• _TASK PROMPT_:
How many of the lines in the data contain "MethodLabels"? Give only the number.

[Source data]
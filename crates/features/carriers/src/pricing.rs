//! Pricing collaborator interface.
//!
//! Turning eligible methods into priced offers is not this crate's business; brains hand the
//! surviving `(method, label)` pairs to a [`PricingService`] and return whatever it produces.

use crate::config::CarrierConfig;
use phub_domain::method::Method;
use phub_domain::rate::{Rate, RateRequest, RateResult};
use std::borrow::Cow;
use std::collections::BTreeMap;
use std::fmt;

/// Eligible methods with their human labels, in catalog order.
pub type MethodLabels = BTreeMap<Method, String>;

#[phub_derive::phub_error]
pub enum PricingError {
    /// The pricing backend refused the request.
    #[error("Pricing rejected{}: {message}", format_context(.context))]
    Rejected { message: Cow<'static, str>, context: Option<Cow<'static, str>> },
    #[error("Internal pricing error{}: {message}", format_context(.context))]
    Internal { message: Cow<'static, str>, context: Option<Cow<'static, str>> },
}

/// Prices eligible methods for one carrier (or one dynamic carrier record).
///
/// Implementations must be safe for concurrent reads.
pub trait PricingService: fmt::Debug + Send + Sync {
    /// # Errors
    /// Any failure is propagated to the caller of the rate collection unchanged.
    fn collect_rates(
        &self,
        request: &RateRequest,
        carrier_code: &str,
        config: &CarrierConfig,
        methods: &MethodLabels,
        dynamic_carrier_id: Option<i64>,
    ) -> Result<RateResult, PricingError>;
}

/// One flat price per eligible method.
///
/// Packages heavier than the carrier's configured maximum get no offers.
#[derive(Debug, Clone, Copy, PartialEq)]
pub struct FlatPricing {
    price: f64,
}

impl FlatPricing {
    #[must_use]
    pub const fn new(price: f64) -> Self {
        Self { price }
    }
}

impl PricingService for FlatPricing {
    fn collect_rates(
        &self,
        request: &RateRequest,
        carrier_code: &str,
        config: &CarrierConfig,
        methods: &MethodLabels,
        dynamic_carrier_id: Option<i64>,
    ) -> Result<RateResult, PricingError> {
        if !self.price.is_finite() || self.price < 0.0 {
            return Err(PricingError::Rejected {
                message: format!("invalid flat price {}", self.price).into(),
                context: None,
            });
        }

        if config.max_weight().is_some_and(|max| request.weight > max) {
            return Ok(RateResult::new());
        }

        Ok(methods
            .iter()
            .map(|(&method, label)| Rate {
                carrier_code: carrier_code.to_owned(),
                carrier_title: config.title().to_owned(),
                method,
                method_title: label.clone(),
                dynamic_carrier_id,
                price: self.price,
            })
            .collect())
    }
}

#[cfg(test)]
mod tests {
    use super::*;
    use phub_domain::method::MethodSet;

    fn labels() -> MethodLabels {
        [(Method::PickupPointDelivery, "Pickup".to_owned())].into_iter().collect()
    }

    #[test]
    fn flat_pricing_prices_every_label() {
        let config = CarrierConfig::new("Packeta").with_active(true);
        let rates = FlatPricing::new(99.0)
            .collect_rates(&RateRequest::new("CZ", 1.0), "packetery", &config, &labels(), None)
            .expect("priced");

        assert_eq!(rates.len(), 1);
        let rate = &rates.rates()[0];
        assert_eq!(rate.carrier_title, "Packeta");
        assert_eq!(rate.method_title, "Pickup");
        assert!((rate.price - 99.0).abs() < f64::EPSILON);
    }

    #[test]
    fn flat_pricing_respects_max_weight() {
        let config = CarrierConfig::new("Packeta")
            .with_max_weight(Some(5.0))
            .with_allowed_methods(MethodSet::new());
        let rates = FlatPricing::new(10.0)
            .collect_rates(&RateRequest::new("CZ", 7.5), "packetery", &config, &labels(), None)
            .expect("priced");
        assert!(rates.is_empty());
    }

    #[test]
    fn negative_price_is_rejected() {
        let config = CarrierConfig::new("Packeta");
        let err = FlatPricing::new(-1.0)
            .collect_rates(&RateRequest::new("CZ", 1.0), "packetery", &config, &labels(), None)
            .expect_err("negative price");
        assert_eq!(err.kind(), "Rejected");
    }
}
//! Delivery method catalog.

use serde::{Deserialize, Serialize};
use std::collections::BTreeSet;
use std::fmt;
use std::str::FromStr;

/// Every delivery method a carrier can offer.
///
/// The derived ordering is the catalog order: pickup point, address, direct address.
#[derive(Debug, Clone, Copy, PartialEq, Eq, PartialOrd, Ord, Hash, Serialize, Deserialize)]
#[serde(rename_all = "camelCase")]
pub enum Method {
    PickupPointDelivery,
    /// Packeta home delivery (formerly BDS).
    AddressDelivery,
    /// Home delivery through a specific external carrier.
    DirectAddressDelivery,
}

/// Ordered set of methods. Iteration follows the catalog order.
pub type MethodSet = BTreeSet<Method>;

impl Method {
    /// All methods in catalog order.
    pub const ALL: [Self; 3] =
        [Self::PickupPointDelivery, Self::AddressDelivery, Self::DirectAddressDelivery];

    #[must_use]
    pub fn all() -> MethodSet {
        Self::ALL.into_iter().collect()
    }

    /// `true` for address delivery and direct address delivery.
    #[must_use]
    pub const fn is_any_address_delivery(self) -> bool {
        matches!(self, Self::AddressDelivery | Self::DirectAddressDelivery)
    }

    #[must_use]
    pub const fn as_str(self) -> &'static str {
        match self {
            Self::PickupPointDelivery => "pickupPointDelivery",
            Self::AddressDelivery => "addressDelivery",
            Self::DirectAddressDelivery => "directAddressDelivery",
        }
    }

    /// Human label used when a family does not override it.
    #[must_use]
    pub const fn default_label(self) -> &'static str {
        match self {
            Self::PickupPointDelivery => "Pickup Point Delivery",
            Self::AddressDelivery => "Address Delivery",
            Self::DirectAddressDelivery => "Direct Address Delivery",
        }
    }
}

impl fmt::Display for Method {
    fn fmt(&self, f: &mut fmt::Formatter<'_>) -> fmt::Result {
        f.write_str(self.as_str())
    }
}

/// Returned when a string does not name a catalog method.
#[derive(Debug, Clone, PartialEq, Eq)]
pub struct UnknownMethodName(pub String);

impl fmt::Display for UnknownMethodName {
    fn fmt(&self, f: &mut fmt::Formatter<'_>) -> fmt::Result {
        write!(f, "unknown delivery method '{}'", self.0)
    }
}

impl std::error::Error for UnknownMethodName {}

impl FromStr for Method {
    type Err = UnknownMethodName;

    fn from_str(s: &str) -> Result<Self, Self::Err> {
        Self::ALL
            .into_iter()
            .find(|m| m.as_str().eq_ignore_ascii_case(s))
            .ok_or_else(|| UnknownMethodName(s.to_owned()))
    }
}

• _ANSWER TO THE PROBLEM_:
4